• WHAT THE TASK REQUIRES: Return the lines of the data below exactly. Start at the first and end with the line containing "the type of a".

• DATA SHOWN:

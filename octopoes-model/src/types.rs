use std::{fmt, str::FromStr};

use serde::{Deserialize, Serialize};

use crate::error::ModelError;

/// Every object kind the graph knows about.
///
/// `IpAddress` and `Ooi` are abstract: they never appear as the type of a
/// stored object but are used as relation targets and in search filters. Use
/// [`ObjectType::concrete_types`] to expand them.
#[derive(
    Debug,
    Clone,
    Copy,
    PartialEq,
    Eq,
    Hash,
    PartialOrd,
    Ord,
    Serialize,
    Deserialize,
)]
#[serde(try_from = "String", into = "String")]
pub enum ObjectType {
    Network,
    Hostname,
    DnsZone,
    IpAddressV4,
    IpAddressV6,
    ResolvedHostname,
    DnsARecord,
    DnsAaaaRecord,
    DnsNsRecord,
    IpPort,
    Service,
    IpService,
    FindingType,
    Finding,
    Config,
    IpAddress,
    Ooi,
}

/// A typed, directed relation from an owning object kind to a target kind.
///
/// The two limits express how far a scan level may flow across the relation.
/// `None` means the relation never participates in propagation.
#[derive(Debug, Clone, Copy, PartialEq, Eq)]
pub struct Relation {
    pub property: &'static str,
    pub target: ObjectType,
    /// Highest level the owner may absorb from the neighbour.
    pub max_inherit_scan_level: Option<u8>,
    /// Highest level the owner may hand on to the neighbour.
    pub max_issue_scan_level: Option<u8>,
}

const fn rel(
    property: &'static str,
    target: ObjectType,
    max_issue_scan_level: Option<u8>,
    max_inherit_scan_level: Option<u8>,
) -> Relation {
    Relation {
        property,
        target,
        max_inherit_scan_level,
        max_issue_scan_level,
    }
}

use ObjectType as T;

static HOSTNAME_RELATIONS: [Relation; 2] = [
    rel("network", T::Network, None, None),
    rel("dns_zone", T::DnsZone, Some(0), Some(2)),
];
static DNS_ZONE_RELATIONS: [Relation; 2] = [
    rel("hostname", T::Hostname, Some(2), Some(0)),
    rel("parent", T::DnsZone, Some(0), Some(1)),
];
static IP_ADDRESS_RELATIONS: [Relation; 1] =
    [rel("network", T::Network, None, None)];
static RESOLVED_HOSTNAME_RELATIONS: [Relation; 2] = [
    rel("hostname", T::Hostname, Some(4), Some(4)),
    rel("address", T::IpAddress, Some(4), Some(0)),
];
static DNS_ADDRESS_RECORD_RELATIONS: [Relation; 2] = [
    rel("hostname", T::Hostname, Some(0), Some(2)),
    rel("address", T::IpAddress, None, None),
];
static DNS_NS_RECORD_RELATIONS: [Relation; 2] = [
    rel("hostname", T::Hostname, Some(0), Some(2)),
    rel("name_server_hostname", T::Hostname, Some(1), Some(0)),
];
static IP_PORT_RELATIONS: [Relation; 1] =
    [rel("address", T::IpAddress, Some(0), Some(4))];
static IP_SERVICE_RELATIONS: [Relation; 2] = [
    rel("ip_port", T::IpPort, Some(0), Some(4)),
    rel("service", T::Service, None, None),
];
static FINDING_RELATIONS: [Relation; 2] = [
    rel("finding_type", T::FindingType, None, None),
    rel("ooi", T::Ooi, None, None),
];
static CONFIG_RELATIONS: [Relation; 1] = [rel("ooi", T::Ooi, None, None)];

impl ObjectType {
    /// All object kinds that can be stored, in catalog order.
    pub const CONCRETE: [ObjectType; 15] = [
        T::Network,
        T::Hostname,
        T::DnsZone,
        T::IpAddressV4,
        T::IpAddressV6,
        T::ResolvedHostname,
        T::DnsARecord,
        T::DnsAaaaRecord,
        T::DnsNsRecord,
        T::IpPort,
        T::Service,
        T::IpService,
        T::FindingType,
        T::Finding,
        T::Config,
    ];

    pub fn as_str(self) -> &'static str {
        match self {
            T::Network => "Network",
            T::Hostname => "Hostname",
            T::DnsZone => "DNSZone",
            T::IpAddressV4 => "IPAddressV4",
            T::IpAddressV6 => "IPAddressV6",
            T::ResolvedHostname => "ResolvedHostname",
            T::DnsARecord => "DNSARecord",
            T::DnsAaaaRecord => "DNSAAAARecord",
            T::DnsNsRecord => "DNSNSRecord",
            T::IpPort => "IPPort",
            T::Service => "Service",
            T::IpService => "IPService",
            T::FindingType => "FindingType",
            T::Finding => "Finding",
            T::Config => "Config",
            T::IpAddress => "IPAddress",
            T::Ooi => "OOI",
        }
    }

    pub fn is_abstract(self) -> bool {
        matches!(self, T::IpAddress | T::Ooi)
    }

    /// Expands abstract kinds into the concrete kinds they cover.
    pub fn concrete_types(self) -> Vec<ObjectType> {
        match self {
            T::IpAddress => vec![T::IpAddressV4, T::IpAddressV6],
            T::Ooi => Self::CONCRETE.to_vec(),
            concrete => vec![concrete],
        }
    }

    /// Whether `other` is this kind or one of its concrete members.
    pub fn covers(self, other: ObjectType) -> bool {
        self == other || self.concrete_types().contains(&other)
    }

    /// Outgoing relations declared on this kind. Abstract kinds return the
    /// relations shared by their first concrete member.
    pub fn relations(self) -> &'static [Relation] {
        match self {
            T::Hostname => &HOSTNAME_RELATIONS,
            T::DnsZone => &DNS_ZONE_RELATIONS,
            T::IpAddressV4 | T::IpAddressV6 | T::IpAddress => {
                &IP_ADDRESS_RELATIONS
            }
            T::ResolvedHostname => &RESOLVED_HOSTNAME_RELATIONS,
            T::DnsARecord | T::DnsAaaaRecord => &DNS_ADDRESS_RECORD_RELATIONS,
            T::DnsNsRecord => &DNS_NS_RECORD_RELATIONS,
            T::IpPort => &IP_PORT_RELATIONS,
            T::IpService => &IP_SERVICE_RELATIONS,
            T::Finding => &FINDING_RELATIONS,
            T::Config => &CONFIG_RELATIONS,
            T::Network | T::Service | T::FindingType | T::Ooi => &[],
        }
    }

    pub fn relation(self, property: &str) -> Option<&'static Relation> {
        self.relations()
            .iter()
            .find(|relation| relation.property == property)
    }
}

impl fmt::Display for ObjectType {
    fn fmt(&self, f: &mut fmt::Formatter<'_>) -> fmt::Result {
        f.write_str(self.as_str())
    }
}

impl FromStr for ObjectType {
    type Err = ModelError;

    fn from_str(value: &str) -> Result<Self, Self::Err> {
        Self::CONCRETE
            .iter()
            .chain([T::IpAddress, T::Ooi].iter())
            .copied()
            .find(|candidate| candidate.as_str() == value)
            .ok_or_else(|| ModelError::UnknownObjectType(value.to_string()))
    }
}

impl TryFrom<String> for ObjectType {
    type Error = ModelError;

    fn try_from(value: String) -> Result<Self, Self::Error> {
        value.parse()
    }
}

impl From<ObjectType> for String {
    fn from(value: ObjectType) -> Self {
        value.as_str().to_string()
    }
}

#[cfg(test)]
mod tests {
    use super::*;

    #[test]
    fn names_round_trip_through_from_str() {
        for object_type in ObjectType::CONCRETE {
            let parsed: ObjectType = object_type.as_str().parse().unwrap();
            assert_eq!(parsed, object_type);
        }
        assert!("Nope".parse::<ObjectType>().is_err());
    }

    #[test]
    fn abstract_address_covers_both_families() {
        assert!(ObjectType::IpAddress.covers(ObjectType::IpAddressV6));
        assert!(!ObjectType::IpAddress.covers(ObjectType::Hostname));
        assert!(ObjectType::Ooi.covers(ObjectType::Config));
    }

    #[test]
    fn relation_limits_are_declared_on_the_owner() {
        let relation = ObjectType::ResolvedHostname.relation("hostname").unwrap();
        assert_eq!(relation.max_issue_scan_level, Some(4));
        assert_eq!(relation.max_inherit_scan_level, Some(4));
        assert!(ObjectType::Hostname.relation("name").is_none());

        let name_server = ObjectType::DnsNsRecord
            .relation("name_server_hostname")
            .unwrap();
        assert_eq!(name_server.max_issue_scan_level, Some(1));
        assert_eq!(name_server.max_inherit_scan_level, Some(0));
    }
}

• OUTPUT FOR THIS TASK:
filename octopoes-model/src/types.rs
use std::{fmt, str::FromStr};

use serde::{Deserialize, Serialize};

use crate::error::ModelError;

/// Every object kind the graph knows about.
///
/// `IpAddress` and `Ooi` are abstract: they never appear as the type of a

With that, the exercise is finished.